Homeless children - American Education
In education, the status of being without a legal residence, which, until 1987, rendered a child or youth legally ineligible to enroll in public schools in districts and states with specific residency requirements. In 1987, however, Congress passed the McKinney-Vento Homeless Assistance Act (subsequently reauthorized as part of the NO CHILD LEFT BEHIND ACT OF 2001), requiring states to ensure that every homeless child has equal access to the same public school education as other children.There is a far greater variety, if not number, of homeless children than adults. Homeless children may be abandoned “throwaways,” orphaned children, runaways, victims of natural disasters such as hurricanes or earthquakes or victims of man-made disasters such as fires. They may also be children of homeless parents, migrant workers or transients who, for whatever reason, have no legal residence in a school district where local laws long made nonresident children ineligible to attend school. Although all 50 states have long had compulsory education laws, some specifically apply to only state residents. Passage of the federal McKinney-Vento Homeless Assistance Act aimed at eliminating such barriers by guaranteeing each homeless child access to the nearest public school and requiring public schools to eliminate all obstacles to the child’s education, such as requirements for previous school records, proof of residency, or lack of transportation. The law also forbids segregating homeless children from the rest of the school’s student body.
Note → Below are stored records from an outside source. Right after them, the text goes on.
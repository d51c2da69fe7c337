use thiserror::Error;

#[cfg_attr(feature = "with-serde", derive(serde::Serialize, serde::Deserialize))]
#[derive(Debug, Clone, Copy, PartialEq, Eq, Default)]
pub enum ValidationMode {
    #[default]
    Strict,
    Relaxed,
}

#[cfg_attr(feature = "with-serde", derive(serde::Serialize, serde::Deserialize))]
#[derive(Debug, Clone, PartialEq, Eq)]
pub struct ValidationReport {
    pub ok: bool,
    pub reasons: Vec<String>,
}

#[derive(Error, Debug, Clone, PartialEq, Eq)]
pub enum EmailError {
    #[error("missing '@' in {0:?}")]
    MissingAt(String),
    #[error("empty local part")]
    EmptyLocalPart,
    #[error("empty domain")]
    EmptyDomain,
}
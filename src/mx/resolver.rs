use trust_dns_resolver::{
    Resolver,
    error::{ResolveError, ResolveErrorKind},
};

use super::{Error, MxCandidateList, MxRecord, MxResolver, MxStatus};

/// Lookup MX records for `domain` using the system resolver.
///
/// The domain is normalized via IDNA before querying DNS. The resulting
/// [`MxStatus`] lists the records by ascending preference; records sharing
/// a preference keep the order the resolver returned them in.
pub fn check_mx(domain: &str) -> Result<MxStatus, Error> {
    let ascii = normalize_domain(domain)?;
    let resolver = Resolver::from_system_conf().map_err(Error::resolver_init)?;
    resolve_with(&resolver, &ascii)
}

pub(crate) fn resolve_with<R>(resolver: &R, ascii_domain: &str) -> Result<MxStatus, Error>
where
    R: LookupMx,
{
    let records = resolver
        .lookup_mx(ascii_domain)
        .map_err(|err| Error::lookup(ascii_domain, err))?;
    Ok(MxStatus::from_lookup(records))
}

/// Trimmed, trailing dot removed, IDNA-converted: the form every lookup
/// and the implicit-MX fallback use.
pub fn normalize_domain(domain: &str) -> Result<String, Error> {
    let trimmed = domain.trim().trim_end_matches('.');
    if trimmed.is_empty() {
        return Err(Error::EmptyDomain);
    }
    idna::domain_to_ascii(trimmed).map_err(|err| Error::idna(trimmed, err))
}

pub(crate) fn normalize_exchange(exchange: String) -> String {
    let trimmed = exchange.trim_end_matches('.');
    trimmed.to_ascii_lowercase()
}

/// Raw MX lookup, split out so the resolver can be stubbed.
pub trait LookupMx {
    fn lookup_mx(&self, domain: &str) -> Result<Vec<MxRecord>, ResolveError>;
}

impl LookupMx for Resolver {
    fn lookup_mx(&self, domain: &str) -> Result<Vec<MxRecord>, ResolveError> {
        let lookup = match Resolver::mx_lookup(self, domain) {
            Ok(lookup) => lookup,
            Err(err) if matches!(err.kind(), ResolveErrorKind::NoRecordsFound { .. }) => {
                return Ok(Vec::new());
            }
            Err(err) => return Err(err),
        };
        let mut records = Vec::new();
        for mx in lookup.iter() {
            let exchange = normalize_exchange(mx.exchange().to_utf8());
            records.push(MxRecord::new(mx.preference(), exchange));
        }
        Ok(records)
    }
}

/// [`MxResolver`] backed by DNS MX lookups.
///
/// Lookup failures are not fatal: the candidate list degrades to the
/// bare domain, which is then tried through its A/AAAA records.
pub struct DnsMxResolver<L = Resolver> {
    lookup: L,
}

impl DnsMxResolver<Resolver> {
    pub fn from_system_conf() -> Result<Self, Error> {
        let resolver = Resolver::from_system_conf().map_err(Error::resolver_init)?;
        Ok(Self { lookup: resolver })
    }
}

impl<L: LookupMx> DnsMxResolver<L> {
    pub fn with_lookup(lookup: L) -> Self {
        Self { lookup }
    }
}

impl<L: LookupMx> MxResolver for DnsMxResolver<L> {
    fn resolve(&self, domain: &str) -> MxCandidateList {
        let ascii = match normalize_domain(domain) {
            Ok(ascii) => ascii,
            Err(_err) => {
                #[cfg(feature = "with-tracing")]
                tracing::debug!(domain, error = %_err, "domain not normalisable, using it verbatim");
                return MxCandidateList::fallback_only(domain);
            }
        };
        match resolve_with(&self.lookup, &ascii) {
            Ok(status) => MxCandidateList::from_records(&ascii, status.records()),
            Err(_err) => {
                #[cfg(feature = "with-tracing")]
                tracing::warn!(domain = %ascii, error = %_err, "MX lookup failed, falling back to the domain");
                MxCandidateList::fallback_only(&ascii)
            }
        }
    }
}
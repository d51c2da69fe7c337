use anyhow::{Context, Result, bail};
use clap::{Parser, Subcommand};
use mailprobe_lib::{ProbeOptions, SenderIdentity, TimeoutBudget, ValidationMode};

#[derive(Parser)]
#[command(name = "mailprobe-cli", version)]
pub struct Cli {
    #[command(subcommand)]
    pub cmd: Option<Commands>,

    /// lit des adresses depuis stdin (une par ligne)
    #[arg(long)]
    pub stdin: bool,

    /// write report to file (human/JSON/NDJSON/CSV selon --format)
    #[arg(long)]
    pub out: Option<String>,

    /// format: human|json|ndjson|csv
    #[arg(long, default_value = "human")]
    pub format: String,

    /// mode de validation syntaxique: strict|relaxed
    #[arg(long, default_value = "strict")]
    pub mode: String,

    /// expéditeur utilisé pour HELO / MAIL FROM
    #[arg(long = "from", default_value = "noreply@localhost")]
    pub from: String,

    /// port SMTP
    #[arg(long, default_value_t = 25)]
    pub port: u16,

    /// budget total de connexion (secondes), partagé entre les MX
    #[arg(long = "connect-budget", default_value_t = 30)]
    pub connect_budget: u64,

    /// timeout de lecture par réponse (secondes)
    #[arg(long = "read-timeout", default_value_t = 5)]
    pub read_timeout: u64,

    /// affiche le transcript SMTP
    #[arg(long)]
    pub transcript: bool,

    /// logs détaillés (feature `with-tracing`)
    #[arg(short, long)]
    pub verbose: bool,
}

#[derive(Subcommand)]
pub enum Commands {
    /// teste l'existence d'une adresse
    Check { email: String },
    /// liste les hôtes candidats d'un domaine
    Mx { domain: String },
}

impl Cli {
    pub fn parse() -> Self {
        <Self as Parser>::parse()
    }

    pub fn clap_command() -> clap::Command {
        <Self as clap::CommandFactory>::command()
    }

    pub fn probe_options(&self) -> Result<ProbeOptions> {
        let sender = SenderIdentity::from_address(&self.from)
            .with_context(|| format!("invalid --from '{}'", self.from))?;
        Ok(ProbeOptions {
            sender,
            port: self.port,
            timeouts: TimeoutBudget {
                connection_budget_secs: self.connect_budget,
                per_read_timeout_secs: self.read_timeout,
            },
            validation_mode: mode_from_str(&self.mode)?,
        })
    }
}

pub fn mode_from_str(s: &str) -> Result<ValidationMode> {
    match s {
        "strict" => Ok(ValidationMode::Strict),
        "relaxed" => Ok(ValidationMode::Relaxed),
        other => bail!("unknown --mode '{other}', use: strict|relaxed"),
    }
}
Granting homeless children access to public schools, however, is not the same as requiring their attendance, and, despite compulsory education laws, many agricultural states provide specific exemptions to children working for their parents in agriculture—an exemption dating back to the days when family farms dominated the economy of most states and few farmers could spare their children during planting and harvest seasons. Today’s growers, however, enlist adult migrant workers—almost always as independent contractors, who, in turn, depend on their children to help work the fields on a piecework basis to maximize family income. Such children seldom, if ever, seek access to nearby schools. Usually the children of poor immigrants, few such children have ever attended school on a regular basis, and few remain long enough to permit continuity in their education. Many appear at school illclothed, lacking social skills, unable to speak more than a few words of English and far behind their age-mates academically. Most require costly, specialized education. Parent/ school cooperation is usually impossible because of lack of telephones or other means of communications in the family’s temporary living quarters.
Statistics for homelessness among children are as inaccurate as statistics for homelessness among adults. Various vested interests benefit from reporting total homelessness as low as possible (government, chambers of commerce and others who deny the scope of social ills) or as high as possible (public and private social welfare agencies and for-profit suppliers of housing, food and other materials). In 1990, total homelessness, for example, was reported variously from 200,000 to 5 million. The U.S. Census Bureau attempted to visit more than 10,000 shelters and 25,000 street sites to extrapolate the number of homeless and came up with a figure 228,621, but in 2000 the U.S. Department of Education estimated that there were at least 220,000 homeless children in the United States, of whom more than 65,000 did not attend school regularly. In 2004, however, the National Law Center on Homelessness and Poverty estimated the number of homeless in the United States at 3.5 million, 1.35 million of them children.
Most such counts, however, are limited to people in soup kitchens or shelters or on the streets, so the method fails to include the homeless who find food and lodging elsewhere or, for whatever reasons, are unable to gain entry to or find shelters. Also skewing efforts to count the actual homeless are natural disasters such as the September 2005 hurricanes that left tens of thousands homeless in Louisiana and Mississippi—and untold numbers of children without access to schools.